TASK BRIEF:
Reproduce the data below line by line, from its first line to the line with "passes them through.", both included, and nothing past that point.
# # #
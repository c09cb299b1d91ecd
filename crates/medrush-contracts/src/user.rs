//! Users, patients, and stored prescriptions.
//!
//! These are plain data. The store owns their lifecycle; the core only reads
//! them and passes them through.

use chrono::{DateTime, Utc};
use serde::{Deserialize, Serialize};

use crate::{medicine::MedicineRecord, role::Role};

/// The record attached to a session once OTP verification succeeds.
#[derive(Debug, Clone, PartialEq, Eq, Serialize, Deserialize)]
pub struct UserProfile {
    /// Stable id assigned by the identity provider.
    pub uid: String,
    pub name: String,
    pub phone: String,
    pub role: Role,
    /// Set for nurses; shown as the ward dashboard title.
    #[serde(default)]
    pub hospital_name: Option<String>,
}

/// A patient on someone's roster.
#[derive(Debug, Clone, PartialEq, Eq, Serialize, Deserialize)]
pub struct Patient {
    pub id: String,
    pub name: String,
    pub phone: String,
    /// How the linking caretaker is related, e.g. "Father".
    #[serde(default)]
    pub relation: Option<String>,
    #[serde(default)]
    pub medicines: Vec<MedicineRecord>,
    pub has_caretaker: bool,
    #[serde(default)]
    pub caretaker_ids: Vec<String>,
    #[serde(default)]
    pub nurse_ids: Vec<String>,
    pub created_at: DateTime<Utc>,
}

impl Patient {
    /// Name used for patients created implicitly by a phone-number link.
    pub const DEFAULT_NAME: &'static str = "New Patient";
}

/// One stored scan result. Prescriptions are append-only.
#[derive(Debug, Clone, PartialEq, Eq, Serialize, Deserialize)]
pub struct PrescriptionRecord {
    pub id: String,
    pub patient_id: String,
    /// Position in the store's append order, starting at 0.
    pub sequence: u64,
    pub medicines: Vec<MedicineRecord>,
    /// Content-addressed reference to the uploaded prescription image.
    #[serde(default)]
    pub image_ref: Option<String>,
    pub created_at: DateTime<Utc>,
}
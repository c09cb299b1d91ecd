//! Voice providers.
//!
//! `ConsoleVoice` stands in for device-local speech synthesis: it shows the
//! utterance with its speech tag and reports how long speaking it would take
//! at the configured rate. The other two are test doubles.

use std::sync::Mutex;
use std::time::Duration;

use tracing::info;

use medrush_contracts::{
    error::{MedRushError, MedRushResult},
    medicine::Language,
};
use medrush_core::traits::{Playback, VoiceProvider};

/// Words spoken per second at rate 1.0.
const WORDS_PER_SECOND: f32 = 2.5;

/// Estimated playback length of `text` at `rate`.
///
/// Empty text takes no time; anything else takes at least one second.
pub fn estimate_duration(text: &str, rate: f32) -> Duration {
    let words = text.split_whitespace().count();
    if words == 0 {
        return Duration::ZERO;
    }
    let secs = words as f32 / (WORDS_PER_SECOND * rate.max(0.1));
    Duration::from_secs_f32(secs.max(1.0))
}

/// Prints utterances instead of speaking them.
#[derive(Debug, Clone, Copy)]
pub struct ConsoleVoice {
    rate: f32,
    print: bool,
}

impl ConsoleVoice {
    pub fn new(rate: f32) -> Self {
        Self { rate, print: true }
    }

    /// Only logs the utterance. For full-screen interfaces that own stdout.
    pub fn silent(rate: f32) -> Self {
        Self { rate, print: false }
    }
}

impl VoiceProvider for ConsoleVoice {
    fn speak(&self, text: &str, language: Language) -> MedRushResult<Playback> {
        let duration = estimate_duration(text, self.rate);
        info!(
            lang = language.speech_tag(),
            rate = self.rate,
            duration_ms = duration.as_millis() as u64,
            "speaking"
        );
        if self.print {
            println!("  [voice {}] \"{}\"", language.speech_tag(), text);
        }
        Ok(Playback::finishing_after(duration))
    }
}

/// Remembers everything it was asked to say.
#[derive(Debug, Default)]
pub struct RecordingVoice {
    spoken: Mutex<Vec<(String, Language)>>,
    playback: Playback,
}

impl RecordingVoice {
    pub fn new(playback: Playback) -> Self {
        Self {
            spoken: Mutex::new(Vec::new()),
            playback,
        }
    }

    pub fn spoken(&self) -> Vec<(String, Language)> {
        self.spoken.lock().map(|s| s.clone()).unwrap_or_default()
    }
}

impl VoiceProvider for RecordingVoice {
    fn speak(&self, text: &str, language: Language) -> MedRushResult<Playback> {
        let mut spoken = self.spoken.lock().map_err(|e| MedRushError::VoiceFailed {
            reason: format!("recorder lock poisoned: {e}"),
        })?;
        spoken.push((text.to_string(), language));
        Ok(self.playback)
    }
}

/// Never manages to speak.
#[derive(Debug, Default, Clone, Copy)]
pub struct FailingVoice;

impl VoiceProvider for FailingVoice {
    fn speak(&self, _text: &str, language: Language) -> MedRushResult<Playback> {
        Err(MedRushError::VoiceFailed {
            reason: format!("no {} voice available", language.speech_tag()),
        })
    }
}
//! # medrush-verify
//!
//! Verification of raw prescription-extraction output.
//!
//! This crate provides [`engine::ExtractionSchemaVerifier`], which implements
//! the [`medrush_core::traits::ExtractionVerifier`] trait. It checks the
//! provider's JSON in two phases:
//!
//! 1. **Structural**: JSON Schema validation via the `jsonschema` crate.
//! 2. **Semantic**: per-medicine rules, `name-not-empty` by default.
//!
//! ## Quick start
//!
//! ```rust,ignore
//! use medrush_verify::engine::ExtractionSchemaVerifier;
//!
//! let mut verifier = ExtractionSchemaVerifier::new();
//! verifier.register_rule("dosage-present", Box::new(|i, m| {
//!     m.dosage.is_empty().then(|| format!("medicine #{i} has no dosage"))
//! }));
//! ```

pub mod engine;

pub use engine::{response_schema, ExtractionSchemaVerifier, VerificationReport};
# # #
SOLUTION TO THE PROBLEM:
repository c09cb299b1d91ecd
filename crates/medrush-contracts/src/user.rs
//! Users, patients, and stored prescriptions.
//!
//! These are plain data. The store owns their lifecycle; the core only reads
//! them and passes them through.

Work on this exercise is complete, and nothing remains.